I was enraged. How dare coffee-lady go on and on about empowerment and doing anything you want and then absolutely shut down this girl who wanted nothing more than support? Again, I don’t know. Maybe I was being a bit too extreme. But I felt what I felt, and I won’t apologize for it, because it led me to do the following:
As soon as I got back to my desk, I pulled up the company directory and typed the word “Hololens” into the search bar. I clicked on the first name and sent them an email, asking to chat. They replied almost immediately, saying that they’d love to. (I can be pretty fueled by negative stimuli, which sometimes works in my favor.) I met with him, and after a long conversation, he told me that he didn’t have the ability to hire people, but he could introduce me to the manager who did.

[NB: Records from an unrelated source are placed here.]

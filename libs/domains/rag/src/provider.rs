use async_trait::async_trait;
use futures::stream::BoxStream;

use crate::error::RagResult;
use crate::models::{Document, Message, RerankQuery, RerankResult, SearchQuery, SearchResult};

/// Generated text, one delta per item. Dropping it stops generation.
pub type CompletionStream = BoxStream<'static, RagResult<String>>;

/// Similarity search over indexed texts
#[cfg_attr(test, mockall::automock)]
#[async_trait]
pub trait VectorStore: Send + Sync {
    /// Results come back in the store's own order; callers must not re-sort.
    async fn search(&self, query: SearchQuery) -> RagResult<Vec<SearchResult>>;

    async fn insert(&self, documents: Vec<Document>) -> RagResult<()>;
}

/// Relevance model that reorders retrieved candidates
#[cfg_attr(test, mockall::automock)]
#[async_trait]
pub trait Reranker: Send + Sync {
    async fn rerank(&self, query: RerankQuery) -> RagResult<Vec<RerankResult>>;
}

/// Chat model producing a token stream
#[cfg_attr(test, mockall::automock)]
#[async_trait]
pub trait CompletionModel: Send + Sync {
    async fn stream_completion(&self, transcript: Vec<Message>) -> RagResult<CompletionStream>;
}

/// Text to dense vectors, one per input, in input order
#[cfg_attr(test, mockall::automock)]
#[async_trait]
pub trait Embedder: Send + Sync {
    async fn embed(&self, texts: Vec<String>) -> RagResult<Vec<Vec<f32>>>;
}

#[cfg_attr(test, mockall::automock)]
pub trait Clock: Send + Sync {
    /// Milliseconds since the Unix epoch
    fn now_ms(&self) -> i64;
}
//! RAG gRPC service implementation
//!
//! Handlers convert between proto and domain types with the `From` impls in
//! `domain_rag::conversions` and delegate to the [`QueryPipeline`].

use core_lifecycle::Context;
use domain_rag::{QueryInput, QueryPipeline, QueryStreamInput};
use futures::StreamExt;
use futures::stream::BoxStream;
use rpc::rag::{
    QueryRequest, QueryResponse, QueryStreamRequest, QueryStreamResponse,
    rag_service_server::RagService,
};
use tonic::{Request, Response, Status};
use tracing::debug;

type QueryEventStream = BoxStream<'static, Result<QueryStreamResponse, Status>>;

/// gRPC service implementation for `rag.v1.RagService`
#[derive(Clone)]
pub struct RagServiceImpl {
    pipeline: QueryPipeline,
}

impl RagServiceImpl {
    pub fn new(pipeline: QueryPipeline) -> Self {
        Self { pipeline }
    }
}

#[tonic::async_trait]
impl RagService for RagServiceImpl {
    async fn query(&self, request: Request<QueryRequest>) -> Result<Response<QueryResponse>, Status> {
        let input = QueryInput::from(request.into_inner());

        // Tonic drops this future when the client goes away.
        let ctx = Context::background().child();
        let _cancel = ctx.drop_guard();

        let result = self.pipeline.run(ctx, input).await.map_err(Status::from)?;

        Ok(Response::new(result.into()))
    }

    type QueryStreamStream = QueryEventStream;

    /// Pipeline failures travel as a final in-band event, never as a status.
    async fn query_stream(
        &self,
        request: Request<QueryStreamRequest>,
    ) -> Result<Response<Self::QueryStreamStream>, Status> {
        let input = QueryStreamInput::from(request.into_inner());

        let ctx = Context::background().child();
        let cancel = ctx.drop_guard();
        let mut events = self.pipeline.stream(ctx, input);

        let responses = async_stream::stream! {
            // Lives as long as the response stream does.
            let _cancel = cancel;

            while let Some(event) = events.next().await {
                if let Some(err) = &event.error {
                    debug!(error = %err, "Query stream ended with an error event");
                }
                yield Ok(QueryStreamResponse::from(event));
            }
        };

        Ok(Response::new(Box::pin(responses)))
    }
}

I eagerly agreed. His manager was a woman in a position higher than coffee-lady, on her last day in the office before an extended vacation. Even though she probably had a million loose ends to tie before she took off, she took the time to chat with me on the brief walk out the building.
Five minutes.
That’s all it really took to have an introductory conversation and set up a follow-up interview.

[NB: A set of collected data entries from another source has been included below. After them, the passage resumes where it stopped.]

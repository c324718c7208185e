//! Vector Store Server - Entry Point
//!
//! Either runs a one-shot health probe or starts the server.

use clap::Parser;
use core_config::server::ServerConfig;
use core_config::tracing::install_color_eyre;
use eyre::{Result, WrapErr};
use grpc_client::probe::{ProbeKind, report, run_probe};
use vectorstore_server::config::{SERVER_ENV_PREFIX, server_defaults};

#[derive(Parser)]
#[command(name = "vectorstore-server")]
#[command(about = "Text embedding index with a gRPC endpoint and HTTP gateway")]
struct Cli {
    /// Probe type (http or grpc); other values skip the probe and run the server
    #[arg(long, default_value = "")]
    probe: String,

    /// Mute probe output
    #[arg(long)]
    mute: bool,
}

#[tokio::main]
async fn main() -> Result<()> {
    install_color_eyre();

    let cli = Cli::parse();

    if let Some(kind) = ProbeKind::parse(&cli.probe) {
        let server = ServerConfig::from_env_with_defaults(SERVER_ENV_PREFIX, server_defaults())
            .wrap_err("Failed to load server configuration")?;
        let result = run_probe(kind, server.grpc_port, server.gateway_port).await;
        std::process::exit(report(&result, cli.mute));
    }

    vectorstore_server::run().await
}
use std::fmt::Display;
use tracing::info;

/// Helper for setting up gRPC servers with health checks.
pub struct GrpcServer;

impl GrpcServer {
    /// Log server startup information.
    pub fn log_startup(addr: &impl Display, service_names: &[&str]) {
        info!(
            addr = %addr,
            services = ?service_names,
            "gRPC server starting"
        );
        info!("Health check service enabled (grpc.health.v1.Health)");
    }

    /// Set up health reporting for multiple services.
    ///
    /// Marks all specified services and the empty service name as serving
    /// (empty is used by k8s default health checks).
    pub async fn setup_health_multiple(
        health_reporter: &tonic_health::server::HealthReporter,
        service_names: &[&str],
    ) {
        for service_name in service_names {
            health_reporter
                .set_service_status(*service_name, tonic_health::ServingStatus::Serving)
                .await;
        }

        health_reporter
            .set_service_status("", tonic_health::ServingStatus::Serving)
            .await;

        info!(services = ?service_names, "Services marked as serving");
    }

    /// Mark every service as not serving, used while draining.
    pub async fn mark_not_serving(
        health_reporter: &tonic_health::server::HealthReporter,
        service_names: &[&str],
    ) {
        for service_name in service_names.iter().copied().chain([""]) {
            health_reporter
                .set_service_status(service_name, tonic_health::ServingStatus::NotServing)
                .await;
        }
    }
}

pub use tonic_health::server::health_reporter as create_health_service;
impl QueryPipeline {
    pub fn new(
        vector_store: Arc<dyn VectorStore>,
        reranker: Arc<dyn Reranker>,
        completion: Arc<dyn CompletionModel>,
        clock: Arc<dyn Clock>,
    ) -> Self {
        Self {
            vector_store,
            reranker,
            completion,
            clock,
            policy: RetrievalPolicy::default(),
        }
    }

    pub fn with_policy(mut self, policy: RetrievalPolicy) -> Self {
        self.policy = policy;
        self
    }

    /// Events for one query, ending with exactly one `Done` or `Error` event.
    ///
    /// Cancelling `ctx` ends the stream with an `Error` event carrying the
    /// cause. Dropping the stream drops the in-flight completion.
    pub fn stream(
        &self,
        ctx: Context,
        input: QueryStreamInput,
    ) -> BoxStream<'static, QueryStreamResultEvent> {
        let pipeline = self.clone();

        Box::pin(stream! {
            let mut chunks = match pipeline.prepare(&ctx, &input).await {
                Ok(chunks) => chunks,
                Err(err) => {
                    yield pipeline.failed(err);
                    return;
                }
            };

            loop {
                match until_done(&ctx, chunks.next()).await {
                    Ok(Some(Ok(content))) => {
                        yield QueryStreamResultEvent::chunk(content, pipeline.clock.now_ms());
                    }
                    Ok(Some(Err(err))) | Err(err) => {
                        yield pipeline.failed(err);
                        return;
                    }
                    Ok(None) => break,
                }
            }

            yield QueryStreamResultEvent::done(pipeline.clock.now_ms());
        })
    }

    /// Push-style wrapper over [`QueryPipeline::stream`].
    ///
    /// Returning `false` from `emit` stops the query and the model call
    /// behind it.
    pub async fn run_stream<F>(&self, ctx: Context, input: QueryStreamInput, mut emit: F)
    where
        F: FnMut(QueryStreamResultEvent) -> bool,
    {
        let mut events = self.stream(ctx, input);

        while let Some(event) = events.next().await {
            if !emit(event) {
                debug!("consumer stopped the query stream");
                break;
            }
        }
    }

    /// Collects a whole answer.
    ///
    /// `created_in_ms` is the time from the first to the last chunk, `0`
    /// when the model produced no chunks.
    pub async fn run(&self, ctx: Context, input: QueryInput) -> RagResult<QueryResult> {
        let mut events = self.stream(ctx, input);

        let mut content = String::new();
        let mut first_at = None;
        let mut last_at = None;

        while let Some(event) = events.next().await {
            match event.stop_reason {
                StopReason::Unspecified => {
                    first_at.get_or_insert(event.created_at_ms);
                    last_at = Some(event.created_at_ms);
                    content.push_str(&event.content);
                }
                StopReason::Done => break,
                StopReason::Error => {
                    return Err(event.error.unwrap_or_else(|| {
                        RagError::Internal("error event without an error".to_string())
                    }));
                }
            }
        }

        let created_in_ms = match (first_at, last_at) {
            (Some(first), Some(last)) => last - first,
            _ => 0,
        };

        Ok(QueryResult {
            content,
            created_in_ms,
        })
    }

    async fn prepare(&self, ctx: &Context, input: &QueryStreamInput) -> RagResult<CompletionStream> {
        input.validate()?;

        let context = until_done(ctx, self.retrieve_context(&input.query)).await??;
        let transcript = compose_transcript(&input.messages, context, &input.query);

        until_done(ctx, self.completion.stream_completion(transcript)).await?
    }

    async fn retrieve_context(&self, query: &str) -> RagResult<String> {
        let mut results = self
            .vector_store
            .search(SearchQuery {
                text: query.to_string(),
                top_k: self.policy.top_k,
                min_score: self.policy.min_score,
                filter: Metadata::new(),
            })
            .await?;

        debug!(candidates = results.len(), "retrieved context candidates");

        match results.as_mut_slice() {
            [] => Ok(String::new()),
            // Nothing to reorder.
            [only] => Ok(std::mem::take(&mut only.text)),
            _ => {
                let documents: Vec<String> = results.into_iter().map(|r| r.text).collect();
                let reranked = self
                    .reranker
                    .rerank(RerankQuery {
                        query: query.to_string(),
                        documents: documents.clone(),
                        top_n: self.policy.rerank_top_n,
                    })
                    .await?;

                select_context(&documents, &reranked)
            }
        }
    }

    fn failed(&self, err: RagError) -> QueryStreamResultEvent {
        match &err {
            RagError::Canceled(_) | RagError::Validation(_) => debug!(error = %err, "query ended early"),
            _ => warn!(error = %err, "query failed"),
        }
        QueryStreamResultEvent::failed(err, self.clock.now_ms())
    }
}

This woman not only talked the talk, but was able to walk the proverbial walk. She made the effort on her end to stick her neck out for someone like me. She saw something in me and was willing to take time out of her busy schedule, if only five minutes, to learn more. That’s all I needed.

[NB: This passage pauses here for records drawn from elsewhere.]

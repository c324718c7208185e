use serde::{Deserialize, Serialize};
use utoipa::ToSchema;
use validator::Validate;

use crate::error::RagError;
use crate::metadata::Metadata;

/// Speaker of a chat message
#[derive(Debug, Clone, Copy, PartialEq, Eq, Default, Serialize, Deserialize, ToSchema)]
#[serde(rename_all = "lowercase")]
pub enum Role {
    #[default]
    Unspecified,
    System,
    Assistant,
    User,
}

impl Role {
    pub fn as_str(&self) -> &'static str {
        match self {
            Role::Unspecified => "unspecified",
            Role::System => "system",
            Role::Assistant => "assistant",
            Role::User => "user",
        }
    }
}

/// One turn of a chat transcript
#[derive(Debug, Clone, PartialEq, Eq, Serialize, Deserialize, ToSchema)]
pub struct Message {
    pub role: Role,
    pub content: String,
}

impl Message {
    pub fn new(role: Role, content: impl Into<String>) -> Self {
        Self {
            role,
            content: content.into(),
        }
    }

    pub fn system(content: impl Into<String>) -> Self {
        Self::new(Role::System, content)
    }

    pub fn assistant(content: impl Into<String>) -> Self {
        Self::new(Role::Assistant, content)
    }

    pub fn user(content: impl Into<String>) -> Self {
        Self::new(Role::User, content)
    }
}

/// A question plus the conversation it belongs to
#[derive(Debug, Clone, PartialEq, Eq, Default, Serialize, Deserialize, Validate, ToSchema)]
pub struct QueryInput {
    /// The user's question, 2 to 2000 characters
    #[validate(length(min = 2, max = 2000))]
    pub query: String,
    /// Prior turns, oldest first
    #[serde(default)]
    pub messages: Vec<Message>,
}

/// Streaming queries take the same shape as unary ones.
pub type QueryStreamInput = QueryInput;

impl QueryInput {
    pub fn new(query: impl Into<String>) -> Self {
        Self {
            query: query.into(),
            messages: Vec::new(),
        }
    }
}

/// Aggregated answer of a non-streaming query
#[derive(Debug, Clone, PartialEq, Eq, Serialize, Deserialize, ToSchema)]
pub struct QueryResult {
    pub content: String,
    /// Time between the first and the last generated chunk
    pub created_in_ms: i64,
}

#[derive(Debug, Clone, Copy, PartialEq, Eq, Default, Serialize, Deserialize, ToSchema)]
#[serde(rename_all = "lowercase")]
pub enum StopReason {
    #[default]
    Unspecified,
    Done,
    Error,
}

/// One event of a streaming query.
///
/// Chunk events carry `StopReason::Unspecified`. Every stream ends with
/// exactly one `Done` or `Error` event.
#[derive(Debug, Clone, PartialEq)]
pub struct QueryStreamResultEvent {
    pub content: String,
    pub created_at_ms: i64,
    pub stop_reason: StopReason,
    pub error: Option<RagError>,
}

impl QueryStreamResultEvent {
    pub fn chunk(content: impl Into<String>, created_at_ms: i64) -> Self {
        Self {
            content: content.into(),
            created_at_ms,
            stop_reason: StopReason::Unspecified,
            error: None,
        }
    }

    pub fn done(created_at_ms: i64) -> Self {
        Self {
            content: String::new(),
            created_at_ms,
            stop_reason: StopReason::Done,
            error: None,
        }
    }

    pub fn failed(err: RagError, created_at_ms: i64) -> Self {
        Self {
            content: String::new(),
            created_at_ms,
            stop_reason: StopReason::Error,
            error: Some(err),
        }
    }

    pub fn is_terminal(&self) -> bool {
        self.stop_reason != StopReason::Unspecified
    }
}

// ===== Retrieval =====

/// Retrieval knobs applied to every query
#[derive(Debug, Clone, Copy, PartialEq)]
pub struct RetrievalPolicy {
    pub top_k: u32,
    pub min_score: f32,
    pub rerank_top_n: u32,
}

pub const DEFAULT_TOP_K: u32 = 5;
pub const DEFAULT_MIN_SCORE: f32 = 0.4;
pub const DEFAULT_RERANK_TOP_N: u32 = 1;

impl Default for RetrievalPolicy {
    fn default() -> Self {
        Self {
            top_k: DEFAULT_TOP_K,
            min_score: DEFAULT_MIN_SCORE,
            rerank_top_n: DEFAULT_RERANK_TOP_N,
        }
    }
}

#[derive(Debug, Clone, PartialEq, Default, Validate)]
pub struct SearchQuery {
    #[validate(length(min = 1))]
    pub text: String,
    #[validate(range(min = 1, max = 100))]
    pub top_k: u32,
    pub min_score: f32,
    /// Equality constraints on metadata keys; empty matches everything
    pub filter: Metadata,
}

#[derive(Debug, Clone, PartialEq)]
pub struct SearchResult {
    pub text: String,
    /// Similarity in `[0, 1]`, ordered by the store
    pub score: f32,
    pub metadata: Metadata,
}

/// A text to index, with its metadata
#[derive(Debug, Clone, PartialEq, Default, Serialize, Validate)]
pub struct Document {
    /// 2 to 2500 characters
    #[validate(length(min = 2, max = 2500))]
    pub text: String,
    pub metadata: Metadata,
}

impl Document {
    pub fn new(text: impl Into<String>) -> Self {
        Self {
            text: text.into(),
            metadata: Metadata::new(),
        }
    }

    pub fn with_metadata(mut self, metadata: Metadata) -> Self {
        self.metadata = metadata;
        self
    }
}

/// One batch of texts for the index
#[derive(Debug, Clone, PartialEq, Default, Validate)]
pub struct InsertTextsInput {
    #[validate(length(min = 1), nested)]
    pub texts: Vec<Document>,
}

#[derive(Debug, Clone, PartialEq, Default)]
pub struct RerankQuery {
    pub query: String,
    pub documents: Vec<String>,
    pub top_n: u32,
}

#[derive(Debug, Clone, PartialEq)]
pub struct RerankResult {
    /// Position in [`RerankQuery::documents`]
    pub index: usize,
    pub document: String,
    pub score: f32,
}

One thing led to another, and I landed a position as Program Manager on the Hololens team.
I did it.
I did what the recruiters said was impossible and what coffee-lady said people like me weren’t ready for. A lot of what I’ve accomplished in my life started out as a quest to prove someone wrong. Maybe this is a story about resilience. About how I developed a skill no one teaches in school. About how I went from nearly crying in front of my manager to earning a job on a dream team on my own merit. About how I took an opportunity that filled me with a myriad of negative emotions and flipped it in my favor.
Even though she left Hololens before I started full-time, whether coffee-lady ever learns that I made it onto the team or what an impact she’s had on my journey, it doesn’t matter. I’m happy. And, if you happen to be reading this, coffee-lady, I want to tell you one thing:
Thank you.
As for my manager, well, he didn’t want me back on his team. Just as I expected. But he was gracious enough to ask the recruiters to find another team for me within the company. When he learned that I had gotten myself a spot on Hololens, he turned tomato red (but that’s an irrelevant detail recounted only for my benefit).
After that summer, I vowed never to forget what I felt in that performance review and in that question-answer session. I promised myself that in the future, if any intern or prospective employee ever asked for my help or advice, I wouldn’t refuse, no matter how busy I was. There’s always time for a cup of coffee.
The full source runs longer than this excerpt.